Monday, July 16, 2012

Hi-Hat Cupcakes

 


I believe it was a year or two ago, before I started my little blog, that I first heard of Hi-hat Cupcakes. I then found a recipe for them on Martha Stewart's site. I then searched a bit more and found quite a few people had terrible issues with the recipe on that site (which doesn't surprise me, as the recipes there tend to be hit and miss) and had worked out their own way of making them from trial and error. I set the idea to make them aside and it got buried in my ever churning thought process. Hi-hats seem to have broken through to the surface of my brain with perfect timing. I need an excuse to get out of this terrible slump I've been in. I know you've all noticed it. I haven't baked for weeks. I was lucky that I had baked the tart for my Daring Baker's Challenge early in the month of August, or I don't believe I would have completed my first challenge. I'll just say mid-month August we had a bit of a shake-up here at Casa del Barmy Baker, I was derailed for a bit but now I believe things are returning to some sort of equilibrium. I just need to kick myself in the arse a bit and bake.
I have decided to just combine a few of my favorite things ("Raindrops on roses and whiskers on kittens.

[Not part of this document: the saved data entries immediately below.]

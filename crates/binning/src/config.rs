//! Configuration for the binning pipeline.

use serde::{Deserialize, Serialize};

use crate::aggregate::Reduction;
use crate::error::{BinningError, Result};
use crate::filter::DEFAULT_MINIMAL_QUALITY;

/// Default grid resolution (H3 level 7, cells of roughly 5 km²).
pub const DEFAULT_RESOLUTION: u8 = 7;

/// Configuration for a [`Binner`](crate::Binner) run.
///
/// `reduction` has no default and must always be given, in code via
/// [`BinningConfig::new`] or as a key in YAML.
#[derive(Debug, Clone, PartialEq, Serialize, Deserialize)]
pub struct BinningConfig {
    /// Grid resolution passed to the geo-index provider.
    #[serde(default = "default_resolution")]
    pub resolution: u8,

    /// Rows with a lower quality are dropped before assignment.
    #[serde(default = "default_minimal_quality")]
    pub minimal_quality: f32,

    /// How member values collapse into a cell value.
    pub reduction: Reduction,

    /// Fill in representative coordinates for each cell group.
    #[serde(default = "default_true")]
    pub project: bool,

    /// Use the rayon pool for assignment and reduction.
    #[serde(default)]
    pub parallel: bool,
}

fn default_resolution() -> u8 {
    DEFAULT_RESOLUTION
}

fn default_minimal_quality() -> f32 {
    DEFAULT_MINIMAL_QUALITY
}

fn default_true() -> bool {
    true
}

impl BinningConfig {
    pub fn new(reduction: Reduction) -> Self {
        Self {
            resolution: DEFAULT_RESOLUTION,
            minimal_quality: DEFAULT_MINIMAL_QUALITY,
            reduction,
            project: true,
            parallel: false,
        }
    }

    /// Parse a YAML document.
    pub fn from_yaml_str(yaml: &str) -> Result<Self> {
        serde_yaml::from_str(yaml).map_err(|e| BinningError::config(e.to_string()))
    }

    /// Override fields from `BINNING_*` environment variables.
    ///
    /// Variables that are set but do not parse are an error.
    pub fn apply_env(&mut self) -> Result<()> {
        self.apply_env_from(|key| std::env::var(key).ok())
    }

    /// [`apply_env`](Self::apply_env) with a custom variable lookup.
    pub fn apply_env_from<F>(&mut self, lookup: F) -> Result<()>
    where
        F: Fn(&str) -> Option<String>,
    {
        if let Some(val) = lookup("BINNING_RESOLUTION") {
            self.resolution = parse_env("BINNING_RESOLUTION", &val)?;
        }

        if let Some(val) = lookup("BINNING_MIN_QUALITY") {
            self.minimal_quality = parse_env("BINNING_MIN_QUALITY", &val)?;
        }

        if let Some(val) = lookup("BINNING_REDUCTION") {
            self.reduction = val.parse()?;
        }

        if let Some(val) = lookup("BINNING_PROJECT") {
            self.project = parse_flag("BINNING_PROJECT", &val)?;
        }

        if let Some(val) = lookup("BINNING_PARALLEL") {
            self.parallel = parse_flag("BINNING_PARALLEL", &val)?;
        }

        Ok(())
    }

    /// Validate the configuration.
    ///
    /// The resolution range depends on the provider and is checked by
    /// [`Binner::new`](crate::Binner::new).
    pub fn validate(&self) -> Result<()> {
        if !self.minimal_quality.is_finite() {
            return Err(BinningError::config(format!(
                "minimal_quality must be finite, got {}",
                self.minimal_quality
            )));
        }
        Ok(())
    }
}

fn parse_env<T: std::str::FromStr>(key: &str, val: &str) -> Result<T> {
    val.trim()
        .parse()
        .map_err(|_| BinningError::config(format!("{key}: cannot parse '{val}'")))
}

fn parse_flag(key: &str, val: &str) -> Result<bool> {
    match val.trim().to_lowercase().as_str() {
        "1" | "true" | "yes" | "on" => Ok(true),
        "0" | "false" | "no" | "off" => Ok(false),
        _ => Err(BinningError::config(format!(
            "{key}: expected a boolean, got '{val}'"
        ))),
    }
}
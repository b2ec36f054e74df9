//! Error types for the binning pipeline.
//!
//! Every stage either returns a complete table or one of these errors; there
//! is no row-level failure. All variants describe bad input, so none of them
//! is worth retrying.

use geo_index::GeoIndexError;
use thiserror::Error;

/// Errors that can occur while binning points.
#[derive(Error, Debug, Clone, PartialEq)]
pub enum BinningError {
    /// The grid has no level at the requested resolution.
    #[error("resolution {resolution} is outside the supported range {min}..={max}")]
    InvalidResolution { resolution: u8, min: u8, max: u8 },

    /// Unknown aggregation function name.
    #[error("unsupported reduction '{0}' (expected 'mean' or 'median')")]
    UnsupportedReduction(String),

    /// A row violates a stage precondition (e.g. a missing value reaching the aggregator).
    #[error("invalid input: {0}")]
    InvalidInput(String),

    /// The table has not been through cell assignment.
    #[error("table has no cell_id column")]
    MissingCellId,

    /// Columns passed to a table constructor differ in length.
    #[error("column '{column}' has {actual} rows, expected {expected}")]
    ColumnLengthMismatch {
        column: &'static str,
        expected: usize,
        actual: usize,
    },

    /// The geo-index provider rejected a coordinate or cell.
    #[error("geo-index error: {0}")]
    GeoIndex(#[from] GeoIndexError),

    /// Configuration error.
    #[error("configuration error: {0}")]
    Config(String),
}

impl BinningError {
    /// Create an InvalidInput error.
    pub fn invalid_input(msg: impl Into<String>) -> Self {
        Self::InvalidInput(msg.into())
    }

    /// Create a Config error.
    pub fn config(msg: impl Into<String>) -> Self {
        Self::Config(msg.into())
    }
}

/// Result type for binning operations.
pub type Result<T> = std::result::Result<T, BinningError>;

Bright copper kettles and warm woolen mittens. Brown paper packages tied up with strings. These are a few of my favorite things....Cream colored ponies and crisp apple streudels. Doorbells and sleigh bells and schnitzel with noodles..." sorry about that, I just had to try get it out of my head by embedding it in yours) and try to come up with something that resembled a Hi-hat. The recipe starts with a chocolate cupcake. No problem there, I have my wonderful, moist fabulous chocolate blackout recipe to use for those(these cupcakes also bake up very flat-topped and i think this will help with the mounds of marshmallow). They are topped with a marshmallow topping that looks suspiciously like a very thick Italian Meringue (where very very hot sugar syrup is whipped into egg whites), which I have no problem making and can pretty much just wing it on that. Then the topping. It seems this is what was giving people the biggest problem. When they tried to dip the cupcakes into the chocolate coating it was too thick and killed the marshmallow. Well, I'm going to try the chocolate and oil mixture to dip them in and see how I fare. If it doesn't work well, I'll try a ganache. So, with those three favorite things of mine, I present to you my idea of how to get high(hat cupcakes).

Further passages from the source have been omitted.